Pogacar ainda corria nos sub 23 da equipa da capital da Eslovénia quando começou a dar muito nas vistas no seu país, participando desde adolescente em corridas da seleção nacional. Em 2019, dá um (grande) salto para a UAE Team Emirates.

A estreia pela equipa aconteceu na Austrália, no Tour Down Under, terminando imediatamente num honroso 13.º lugar. Um corredor com sorte em tudo o que são estreias, saiu da sua primeira competição na Europa ao serviço da nova equipa com uma vitória na classificação geral. Foi precisamente em Portugal, na Volta ao Algarve. Os recordes começariam pouco depois, ao vencer em maio de 2019 a Volta à Califórnia, tornando-se o mais jovem de sempre a vencer uma prova por etapas do UCI World Tour. Com tanto destaque, só fazia sentido a UAE Team Emirates colocar o esloveno na equipa para a Volta a Espanha de 2019. Na sua primeira grande volta, Pogacar não tremeu minimamente: venceu três etapas, venceu a camisola da juventude e terminou no terceiro lugar da geral da Vuelta. Começava a crescer o burburinho…

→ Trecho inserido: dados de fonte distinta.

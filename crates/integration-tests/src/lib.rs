//! Integration test helpers for Poppin Deli.
//!
//! # Running Tests
//!
//! ```bash
//! cargo test -p poppin-deli-integration-tests
//! ```
//!
//! Nothing external is needed: feeds are served by [`StubSheets`], a tiny
//! HTTP server on a loopback port, and storage lives in a temporary directory.

use std::collections::HashMap;
use std::path::{Path, PathBuf};
use std::sync::Arc;
use std::sync::atomic::{AtomicUsize, Ordering};
use std::time::Duration;

use serde_json::{Value, json};
use tokio::io::{AsyncReadExt, AsyncWriteExt};
use tokio::net::TcpListener;

use poppin_deli_storefront::config::{SheetsConfig, SiteConfig};
use poppin_deli_storefront::sheets::SheetKind;

/// Bundled fallback data shipped with the storefront crate.
#[must_use]
pub fn bundled_data_dir() -> PathBuf {
    Path::new(env!("CARGO_MANIFEST_DIR")).join("../storefront/data")
}

/// Build a gviz JSONP body with labelled columns.
#[must_use]
pub fn gviz_body(headers: &[&str], rows: &[Vec<Value>]) -> String {
    let cols: Vec<Value> = headers
        .iter()
        .enumerate()
        .map(|(i, label)| json!({"id": column_id(i), "label": label, "type": "string"}))
        .collect();
    let rows: Vec<Value> = rows
        .iter()
        .map(|cells| {
            let c: Vec<Value> = cells
                .iter()
                .map(|v| if v.is_null() { Value::Null } else { json!({"v": v}) })
                .collect();
            json!({"c": c})
        })
        .collect();
    let table = json!({
        "version": "0.6",
        "status": "ok",
        "table": {"cols": cols, "rows": rows}
    });
    format!("/*O_o*/\ngoogle.visualization.Query.setResponse({table});")
}

fn column_id(index: usize) -> String {
    let letter = u8::try_from(index % 26).map_or('A', |i| char::from(b'A' + i));
    letter.to_string()
}

/// Loopback HTTP server answering gviz requests from canned bodies.
///
/// Requests are matched on the sheet id segment of the path; unknown ids
/// get a 404.
pub struct StubSheets {
    base_url: String,
    hits: Arc<AtomicUsize>,
}

impl StubSheets {
    /// Start serving `bodies` (sheet id to response body).
    ///
    /// # Panics
    ///
    /// Panics if no loopback port can be bound.
    #[allow(clippy::expect_used)]
    pub async fn start(bodies: HashMap<String, String>) -> Self {
        let listener = TcpListener::bind("127.0.0.1:0").await.expect("bind stub server");
        let addr = listener.local_addr().expect("stub server address");
        let hits = Arc::new(AtomicUsize::new(0));
        let bodies = Arc::new(bodies);

        let counter = Arc::clone(&hits);
        tokio::spawn(async move {
            while let Ok((mut socket, _)) = listener.accept().await {
                let bodies = Arc::clone(&bodies);
                let counter = Arc::clone(&counter);
                tokio::spawn(async move {
                    let mut buf = vec![0_u8; 4096];
                    let Ok(n) = socket.read(&mut buf).await else {
                        return;
                    };
                    let request = String::from_utf8_lossy(buf.get(..n).unwrap_or_default());
                    counter.fetch_add(1, Ordering::SeqCst);

                    let sheet_id = request
                        .split_whitespace()
                        .nth(1)
                        .and_then(|path| path.trim_start_matches('/').split('/').next())
                        .unwrap_or_default()
                        .to_string();

                    let (status, body) = bodies
                        .get(&sheet_id)
                        .map_or(("404 Not Found", String::new()), |b| ("200 OK", b.clone()));
                    let response = format!(
                        "HTTP/1.1 {status}\r\nContent-Type: text/javascript\r\nContent-Length: {}\r\nConnection: close\r\n\r\n{body}",
                        body.len()
                    );
                    let _ = socket.write_all(response.as_bytes()).await;
                    let _ = socket.shutdown().await;
                });
            }
        });

        Self {
            base_url: format!("http://{addr}"),
            hits,
        }
    }

    /// Base URL to configure as the spreadsheet host.
    #[must_use]
    pub fn base_url(&self) -> &str {
        &self.base_url
    }

    /// Number of requests served so far.
    #[must_use]
    pub fn hits(&self) -> usize {
        self.hits.load(Ordering::SeqCst)
    }
}

/// Site configuration pointing at `base_url`, with storage in `storage_dir`.
///
/// Each content type uses its own name as the sheet id, so a stub can serve
/// `menu` for [`SheetKind::Menu`] and so on.
#[must_use]
pub fn test_config(base_url: &str, storage_dir: &Path) -> SiteConfig {
    SiteConfig {
        sheets: SheetsConfig {
            base_url: base_url.to_string(),
            sheet_ids: SheetKind::ALL
                .into_iter()
                .map(|kind| (kind, kind.as_str().to_string()))
                .collect(),
            timeout_secs: 2,
        },
        cache_ttl: Duration::from_secs(60),
        data_dir: bundled_data_dir(),
        storage_dir: storage_dir.to_path_buf(),
        ..SiteConfig::default()
    }
}
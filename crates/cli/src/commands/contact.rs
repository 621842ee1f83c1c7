//! WhatsApp chat links outside the checkout.

use std::io::Write;

use poppin_deli_core::order::OrderFormatter;
use poppin_deli_storefront::content::MenuItem;
use poppin_deli_storefront::{AppError, AppState};

type CommandResult = Result<(), Box<dyn std::error::Error>>;

/// Print a link asking the shop about one menu item.
///
/// # Errors
///
/// Returns an error if no menu item has that id.
pub async fn ask(state: &AppState, id: &str) -> CommandResult {
    let menu = state.content().menu().await;
    let item = menu
        .find(id)
        .ok_or_else(|| AppError::NotFound(format!("menu item {id}")))?;

    write_inquiry(&mut std::io::stdout().lock(), state.formatter(), item)?;
    Ok(())
}

/// Write the inquiry line and link for `item`.
///
/// # Errors
///
/// Returns an error if `out` cannot be written.
pub fn write_inquiry(
    out: &mut impl Write,
    formatter: &OrderFormatter,
    item: &MenuItem,
) -> std::io::Result<()> {
    writeln!(out, "Ask about {} ({}):", item.name, item.price)?;
    writeln!(out, "{}", formatter.inquiry_link(&item.name))
}

/// Print a link opening a chat, prefilled with `message` or a greeting.
///
/// # Errors
///
/// Returns an error if stdout cannot be written.
pub fn chat(state: &AppState, message: Option<&str>) -> CommandResult {
    let message = message.map(str::trim).filter(|m| !m.is_empty());
    writeln!(
        std::io::stdout().lock(),
        "{}",
        state.formatter().greeting_link(message)
    )?;
    Ok(())
}
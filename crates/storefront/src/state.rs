//! Application state shared across commands.

use std::sync::Arc;

use poppin_deli_core::cart::CartStore;
use poppin_deli_core::order::OrderFormatter;

use crate::config::SiteConfig;
use crate::content::{ContentService, FallbackData, FeedCache};
use crate::error::Result;
use crate::sheets::SheetsClient;
use crate::storage::{FileStore, SharedStore};

/// Application state.
///
/// This struct is cheaply cloneable via `Arc` and provides access to the
/// configuration, content service, storage and order formatter.
#[derive(Clone)]
pub struct AppState {
    inner: Arc<AppStateInner>,
}

struct AppStateInner {
    config: SiteConfig,
    content: ContentService,
    store: SharedStore,
    formatter: OrderFormatter,
}

impl AppState {
    /// Create application state with a file store in the configured
    /// storage directory.
    ///
    /// # Errors
    ///
    /// Returns an error if the storage directory cannot be created or the
    /// HTTP client cannot be built.
    pub fn new(config: SiteConfig) -> Result<Self> {
        let store = FileStore::open(&config.storage_dir)?.shared();
        Self::with_store(config, store)
    }

    /// Create application state over an existing store.
    ///
    /// # Errors
    ///
    /// Returns an error if the HTTP client cannot be built.
    pub fn with_store(config: SiteConfig, store: SharedStore) -> Result<Self> {
        let sheets = SheetsClient::new(&config.sheets)?;
        let cache = FeedCache::new(store.clone(), config.cache_ttl);
        let fallback = FallbackData::new(&config.data_dir);
        let content = ContentService::new(sheets, cache, fallback);
        let formatter = OrderFormatter::new(config.order.clone());

        Ok(Self {
            inner: Arc::new(AppStateInner {
                config,
                content,
                store,
                formatter,
            }),
        })
    }

    /// Get a reference to the site configuration.
    #[must_use]
    pub fn config(&self) -> &SiteConfig {
        &self.inner.config
    }

    /// Get a reference to the content service.
    #[must_use]
    pub fn content(&self) -> &ContentService {
        &self.inner.content
    }

    /// Get a reference to the shared key-value store.
    #[must_use]
    pub fn store(&self) -> &SharedStore {
        &self.inner.store
    }

    /// Get a reference to the order formatter.
    #[must_use]
    pub fn formatter(&self) -> &OrderFormatter {
        &self.inner.formatter
    }

    /// A cart store over the shared storage, restored from its slot.
    #[must_use]
    pub fn cart_store(&self) -> CartStore<SharedStore> {
        let mut cart = CartStore::with_config(self.inner.store.clone(), self.inner.config.cart());
        cart.load();
        cart
    }
}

Tadej Pogacar, o esloveno de 21 anos que se tornou o segundo mais novo de sempre a ganhar a Volta a França

Em 2020, na Volta a França, o ciclista, que disse já este ano que o propósito do seu desporto é os atletas “divertirem-se e desfrutarem ao fazer o seu trabalho”, saiu de Paris com a vitória na geral, a camisola da montanha, a camisola da juventude e a vitória em três etapas. É quase cansativo ler a frase anterior te pensar no que Pogacar teve de pedalar para conseguir tamanho feito. E foi mesmo à última, ao ultrapassar no contrarrelógio da penúltima etapa o seu compatriota e principal candidato à vitória Primoz Roglic, batendo-o por 1 minuto e 56 segundos. Pogacar tornou-se o sétimo homem a ganhar o Tour à primeira participação e o primeiro deste Laurent Fignon, em 1983.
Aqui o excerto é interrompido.